There can hardly have been less propitious births than Christ’s. Even his mother’s journey to the place of birth was fraught. But there he lay – there he lies – the exemplar of contingency, dependent on his blessed mother for food, on a stranger for a cot, on God for his humanity. This was the moment of which prophets sang, and for which they longed. This tiny child, a light for revelation to the Gentiles and for glory for God’s people Israel, this tiny child is God incarnate – a true sign of hope.
The Christ-child is a sign of hope because in Christ God says, “it will not always be this way”. Instead God says, “Behold I am doing a new thing!
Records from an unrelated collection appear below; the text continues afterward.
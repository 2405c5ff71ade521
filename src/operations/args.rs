//! Tool input arguments
//!
//! Each struct is both the deserialization target for `tools/call`
//! arguments and the source of the tool's advertised `inputSchema`.
//! Unknown fields are rejected.

use std::collections::BTreeMap;
use std::fmt;

use schemars::JsonSchema;
use serde::Deserialize;
use serde_json::{Map, Value};
use zeroize::Zeroizing;

/// String that is wiped on drop and never printed
#[derive(Clone, Default, Deserialize, JsonSchema)]
#[serde(transparent)]
pub struct SensitiveString(#[schemars(with = "String")] Zeroizing<String>);

impl SensitiveString {
    pub fn expose(&self) -> &str {
        &self.0
    }
}

impl From<&str> for SensitiveString {
    fn from(value: &str) -> Self {
        Self(Zeroizing::new(value.to_string()))
    }
}

impl fmt::Debug for SensitiveString {
    fn fmt(&self, f: &mut fmt::Formatter<'_>) -> fmt::Result {
        f.write_str("<redacted>")
    }
}

#[derive(Debug, Clone, Default, Deserialize, JsonSchema)]
#[serde(deny_unknown_fields)]
pub struct ListSecretsArgs {
    /// The OCID of the vault. If not provided, uses the configured default vault.
    #[serde(default)]
    pub vault_id: Option<String>,
    /// The OCID of the compartment. If not provided, uses the configured default compartment.
    #[serde(default)]
    pub compartment_id: Option<String>,
    /// Maximum number of secrets to return
    #[serde(default)]
    #[schemars(range(min = 1))]
    pub limit: Option<u32>,
}

#[derive(Debug, Clone, Default, Deserialize, JsonSchema)]
#[serde(deny_unknown_fields)]
pub struct SearchSecretsArgs {
    /// Secret name to search for
    pub name: String,
    /// The OCID of the vault. If not provided, uses the configured default vault.
    #[serde(default)]
    pub vault_id: Option<String>,
    /// The OCID of the compartment. If not provided, uses the configured default compartment.
    #[serde(default)]
    pub compartment_id: Option<String>,
    /// Maximum number of secrets to return
    #[serde(default)]
    #[schemars(range(min = 1))]
    pub limit: Option<u32>,
}

#[derive(Debug, Clone, Default, Deserialize, JsonSchema)]
#[serde(deny_unknown_fields)]
pub struct SecretIdArgs {
    /// The OCID of the secret
    pub secret_id: String,
}

#[derive(Debug, Clone, Default, Deserialize, JsonSchema)]
#[serde(deny_unknown_fields)]
pub struct ListSecretVersionsArgs {
    /// The OCID of the secret
    pub secret_id: String,
    /// Maximum number of versions to return
    #[serde(default)]
    #[schemars(range(min = 1))]
    pub limit: Option<u32>,
}

#[derive(Debug, Clone, Default, Deserialize, JsonSchema)]
#[serde(deny_unknown_fields)]
pub struct GetSecretValueArgs {
    /// The OCID of the secret
    pub secret_id: String,
    /// The version number of the secret. If not specified, returns the current version.
    #[serde(default)]
    pub version_number: Option<u64>,
}

#[derive(Debug, Clone, Default, Deserialize, JsonSchema)]
#[serde(deny_unknown_fields)]
pub struct ConfigureVaultArgs {
    /// The OCID of the vault to use as default
    pub vault_id: String,
    /// The OCID of the compartment to use as default
    pub compartment_id: String,
}

#[allow(
    clippy::empty_structs_with_brackets,
    reason = "Deserializes from an empty JSON object and advertises an object schema"
)]
#[derive(Debug, Clone, Default, Deserialize, JsonSchema)]
#[serde(deny_unknown_fields)]
pub struct NoArgs {}

#[derive(Debug, Clone, Default, Deserialize, JsonSchema)]
#[serde(deny_unknown_fields)]
pub struct CreateSecretArgs {
    /// The name of the secret
    pub name: String,
    /// The secret value/content
    pub secret_value: SensitiveString,
    /// A description of the secret
    #[serde(default)]
    pub description: Option<String>,
    /// The content type of the secret (e.g., 'application/json', 'text/plain'). Defaults to 'application/octet-stream'.
    #[serde(default)]
    pub content_type: Option<String>,
    /// The OCID of the vault. If not provided, uses the configured default vault.
    #[serde(default)]
    pub vault_id: Option<String>,
    /// The OCID of the compartment. If not provided, uses the configured default compartment.
    #[serde(default)]
    pub compartment_id: Option<String>,
    /// The OCID of the master encryption key. If not provided, uses OCI_VAULT_KEY_ID.
    #[serde(default)]
    pub key_id: Option<String>,
}

#[derive(Debug, Clone, Default, Deserialize, JsonSchema)]
#[serde(deny_unknown_fields)]
pub struct UpdateSecretArgs {
    /// The OCID of the secret to update
    pub secret_id: String,
    /// The new secret value/content
    pub secret_value: SensitiveString,
    /// The content type of the secret (e.g., 'application/json', 'text/plain'). Defaults to 'application/octet-stream'.
    #[serde(default)]
    pub content_type: Option<String>,
}

#[derive(Debug, Clone, Default, Deserialize, JsonSchema)]
#[serde(deny_unknown_fields)]
pub struct UpdateSecretMetadataArgs {
    /// The OCID of the secret to update
    pub secret_id: String,
    /// The new description of the secret
    #[serde(default)]
    pub description: Option<String>,
    /// Free-form tags as a key-value dictionary (e.g., {"environment": "prod", "team": "platform"})
    #[serde(default)]
    pub freeform_tags: Option<BTreeMap<String, String>>,
    /// Defined tags as a nested dictionary (e.g., {"namespace": {"key": "value"}})
    #[serde(default)]
    pub defined_tags: Option<BTreeMap<String, Map<String, Value>>>,
}

#[derive(Debug, Clone, Default, Deserialize, JsonSchema)]
#[serde(deny_unknown_fields)]
pub struct DeleteSecretArgs {
    /// The OCID of the secret to delete
    pub secret_id: String,
    /// Number of days to wait before deletion (7-30). If omitted the service default applies.
    #[serde(default)]
    #[schemars(range(min = 7, max = 30))]
    pub time_of_deletion_in_days: Option<u32>,
}
//! Vault management client (`vaults.<region>.oci.oraclecloud.com/20180608`)

use async_trait::async_trait;
use reqwest::Method;

use super::client::OciHttpClient;
use super::requests::{
    CreateSecretDetails, ListSecretsQuery, ScheduleSecretDeletionDetails, UpdateSecretDetails,
};
use super::responses::{SecretDetails, SecretSummary};
use crate::error::VaultError;
use crate::provider::{Page, VaultsApi};

#[derive(Debug)]
pub struct OciVaultsClient {
    client: OciHttpClient,
}

impl OciVaultsClient {
    pub(crate) fn new(client: OciHttpClient) -> Self {
        Self { client }
    }
}

#[async_trait]
impl VaultsApi for OciVaultsClient {
    async fn list_secrets(
        &self,
        query: &ListSecretsQuery,
        page: Option<&str>,
        limit: Option<u32>,
    ) -> Result<Page<SecretSummary>, VaultError> {
        let mut params = vec![
            ("compartmentId", query.compartment_id.clone()),
            ("vaultId", query.vault_id.clone()),
        ];
        if let Some(name) = &query.name {
            params.push(("name", name.clone()));
        }
        if let Some(limit) = limit {
            params.push(("limit", limit.to_string()));
        }
        if let Some(page) = page {
            params.push(("page", page.to_string()));
        }

        let response = self
            .client
            .get_json::<Vec<SecretSummary>>(&["secrets"], &params, "ListSecrets")
            .await?;
        Ok(Page {
            items: response.body,
            next_page: response.next_page,
        })
    }

    async fn get_secret(&self, secret_id: &str) -> Result<SecretDetails, VaultError> {
        let response = self
            .client
            .get_json(&["secrets", secret_id], &[], "GetSecret")
            .await?;
        Ok(response.body)
    }

    async fn create_secret(
        &self,
        details: &CreateSecretDetails,
    ) -> Result<SecretDetails, VaultError> {
        let response = self
            .client
            .send_json(Method::POST, &["secrets"], &[], Some(details), "CreateSecret")
            .await?;
        Ok(response.body)
    }

    async fn update_secret(
        &self,
        secret_id: &str,
        details: &UpdateSecretDetails,
    ) -> Result<SecretDetails, VaultError> {
        let response = self
            .client
            .send_json(
                Method::PUT,
                &["secrets", secret_id],
                &[],
                Some(details),
                "UpdateSecret",
            )
            .await?;
        Ok(response.body)
    }

    async fn schedule_secret_deletion(
        &self,
        secret_id: &str,
        details: &ScheduleSecretDeletionDetails,
    ) -> Result<(), VaultError> {
        self.client
            .send(
                Method::POST,
                &["secrets", secret_id, "actions", "scheduleDeletion"],
                &[],
                Some(details),
                "ScheduleSecretDeletion",
            )
            .await?;
        Ok(())
    }
}
//! # Vault Defaults
//!
//! The process-wide default vault and compartment.
//!
//! Every operation that needs a vault scope receives an `Arc<VaultDefaults>`
//! and resolves its effective identifiers against it. The pair lives behind a
//! single `RwLock`, so readers always observe both fields from the same write.

use std::sync::{PoisonError, RwLock};

use tracing::info;

use crate::error::VaultError;

const VAULT_ID_HINT: &str =
    "Either provide the vault_id parameter, call configure_vault, or set the OCI_VAULT_ID environment variable";
const COMPARTMENT_ID_HINT: &str = "Either provide the compartment_id parameter, call configure_vault, or set the OCI_COMPARTMENT_ID environment variable";

#[derive(Debug, Clone, Default, PartialEq, Eq)]
struct DefaultPair {
    vault_id: Option<String>,
    compartment_id: Option<String>,
}

/// Vault/compartment pair resolved for one call
#[derive(Debug, Clone, PartialEq, Eq)]
pub struct VaultScope {
    pub vault_id: String,
    pub compartment_id: String,
}

#[derive(Debug, Default)]
pub struct VaultDefaults {
    pair: RwLock<DefaultPair>,
}

impl VaultDefaults {
    pub fn new(vault_id: Option<String>, compartment_id: Option<String>) -> Self {
        Self {
            pair: RwLock::new(DefaultPair {
                vault_id,
                compartment_id,
            }),
        }
    }

    /// Overwrite both defaults. Identifiers are not validated.
    pub fn set(&self, vault_id: String, compartment_id: String) {
        info!(
            vault_id = %vault_id,
            compartment_id = %compartment_id,
            "Vault config updated"
        );
        let mut pair = self.pair.write().unwrap_or_else(PoisonError::into_inner);
        *pair = DefaultPair {
            vault_id: Some(vault_id),
            compartment_id: Some(compartment_id),
        };
    }

    /// Snapshot of `(vault_id, compartment_id)`
    pub fn get(&self) -> (Option<String>, Option<String>) {
        let pair = self.pair.read().unwrap_or_else(PoisonError::into_inner);
        (pair.vault_id.clone(), pair.compartment_id.clone())
    }

    /// Resolve the effective scope: explicit argument, then the configured
    /// default, otherwise `MissingParameter`.
    ///
    /// Empty strings count as absent.
    pub fn resolve(
        &self,
        vault_id: Option<&str>,
        compartment_id: Option<&str>,
    ) -> Result<VaultScope, VaultError> {
        let (default_vault, default_compartment) = self.get();

        let vault_id = non_empty(vault_id)
            .map(str::to_string)
            .or_else(|| default_vault.filter(|v| !v.is_empty()))
            .ok_or(VaultError::MissingParameter {
                parameter: "vault_id",
                hint: VAULT_ID_HINT,
            })?;
        let compartment_id = non_empty(compartment_id)
            .map(str::to_string)
            .or_else(|| default_compartment.filter(|c| !c.is_empty()))
            .ok_or(VaultError::MissingParameter {
                parameter: "compartment_id",
                hint: COMPARTMENT_ID_HINT,
            })?;

        Ok(VaultScope {
            vault_id,
            compartment_id,
        })
    }
}

/// Values that `resolve` would accept
pub(crate) fn non_empty(value: Option<&str>) -> Option<&str> {
    value.filter(|v| !v.is_empty())
}

#[cfg(test)]
mod tests {
    use super::*;
    use std::sync::Arc;

    #[test]
    fn test_empty_defaults() {
        let defaults = VaultDefaults::default();
        assert_eq!(defaults.get(), (None, None));
    }

    #[test]
    fn test_set_overwrites_both_fields() {
        let defaults = VaultDefaults::new(Some("vault-a".into()), None);
        defaults.set("vault-b".into(), "comp-b".into());
        assert_eq!(
            defaults.get(),
            (Some("vault-b".to_string()), Some("comp-b".to_string()))
        );
    }

    #[test]
    fn test_resolve_prefers_explicit_arguments() {
        let defaults = VaultDefaults::new(Some("vault-default".into()), Some("comp-default".into()));
        let scope = defaults
            .resolve(Some("vault-explicit"), Some("comp-explicit"))
            .unwrap();
        assert_eq!(scope.vault_id, "vault-explicit");
        assert_eq!(scope.compartment_id, "comp-explicit");
    }

    #[test]
    fn test_resolve_falls_back_per_field() {
        let defaults = VaultDefaults::new(Some("vault-default".into()), Some("comp-default".into()));
        let scope = defaults.resolve(None, Some("comp-explicit")).unwrap();
        assert_eq!(scope.vault_id, "vault-default");
        assert_eq!(scope.compartment_id, "comp-explicit");
    }

    #[test]
    fn test_resolve_treats_empty_string_as_absent() {
        let defaults = VaultDefaults::new(Some("vault-default".into()), Some("comp-default".into()));
        let scope = defaults.resolve(Some(""), Some("")).unwrap();
        assert_eq!(scope.vault_id, "vault-default");
        assert_eq!(scope.compartment_id, "comp-default");
    }

    #[test]
    fn test_resolve_missing_vault() {
        let defaults = VaultDefaults::new(None, Some("comp".into()));
        match defaults.resolve(None, None) {
            Err(VaultError::MissingParameter { parameter, .. }) => assert_eq!(parameter, "vault_id"),
            other => panic!("expected MissingParameter, got {other:?}"),
        }
    }

    #[test]
    fn test_resolve_missing_compartment() {
        let defaults = VaultDefaults::new(Some("vault".into()), None);
        match defaults.resolve(None, None) {
            Err(VaultError::MissingParameter { parameter, .. }) => {
                assert_eq!(parameter, "compartment_id");
            }
            other => panic!("expected MissingParameter, got {other:?}"),
        }
    }

    #[test]
    fn test_concurrent_writers_never_tear_the_pair() {
        let defaults = Arc::new(VaultDefaults::default());
        let handles: Vec<_> = (0..8)
            .map(|i| {
                let defaults = Arc::clone(&defaults);
                std::thread::spawn(move || {
                    for _ in 0..200 {
                        defaults.set(format!("vault-{i}"), format!("comp-{i}"));
                        let (vault, comp) = defaults.get();
                        let vault = vault.unwrap();
                        let comp = comp.unwrap();
                        assert_eq!(
                            vault.trim_start_matches("vault-"),
                            comp.trim_start_matches("comp-")
                        );
                    }
                })
            })
            .collect();
        for handle in handles {
            handle.join().unwrap();
        }
    }
}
Do you not perceive it?” In Christ all things will conform eventually to their purpose in God because the unchanging God took our changeable humanity and moved us firmly into the stability of the Divine life by submitting himself to the changes and chances of this fleeting world: a mother for food, a stranger for a cot. This Advent and Christmas I invite you to join all the faithful on the journey to the manger – a journey of faith, a journey of hope. A journey in which we encounter the source of our fulfilment and subsequent maturity.
May God bless you and those you love with peace and joy this Christmas and through the coming year. And may your encounter with the Christ-child teach us how dependent we are on each other, and lead us into growth and maturity, into hope and the fulfilment of that hope, as we learn what God has prepared for those who love him.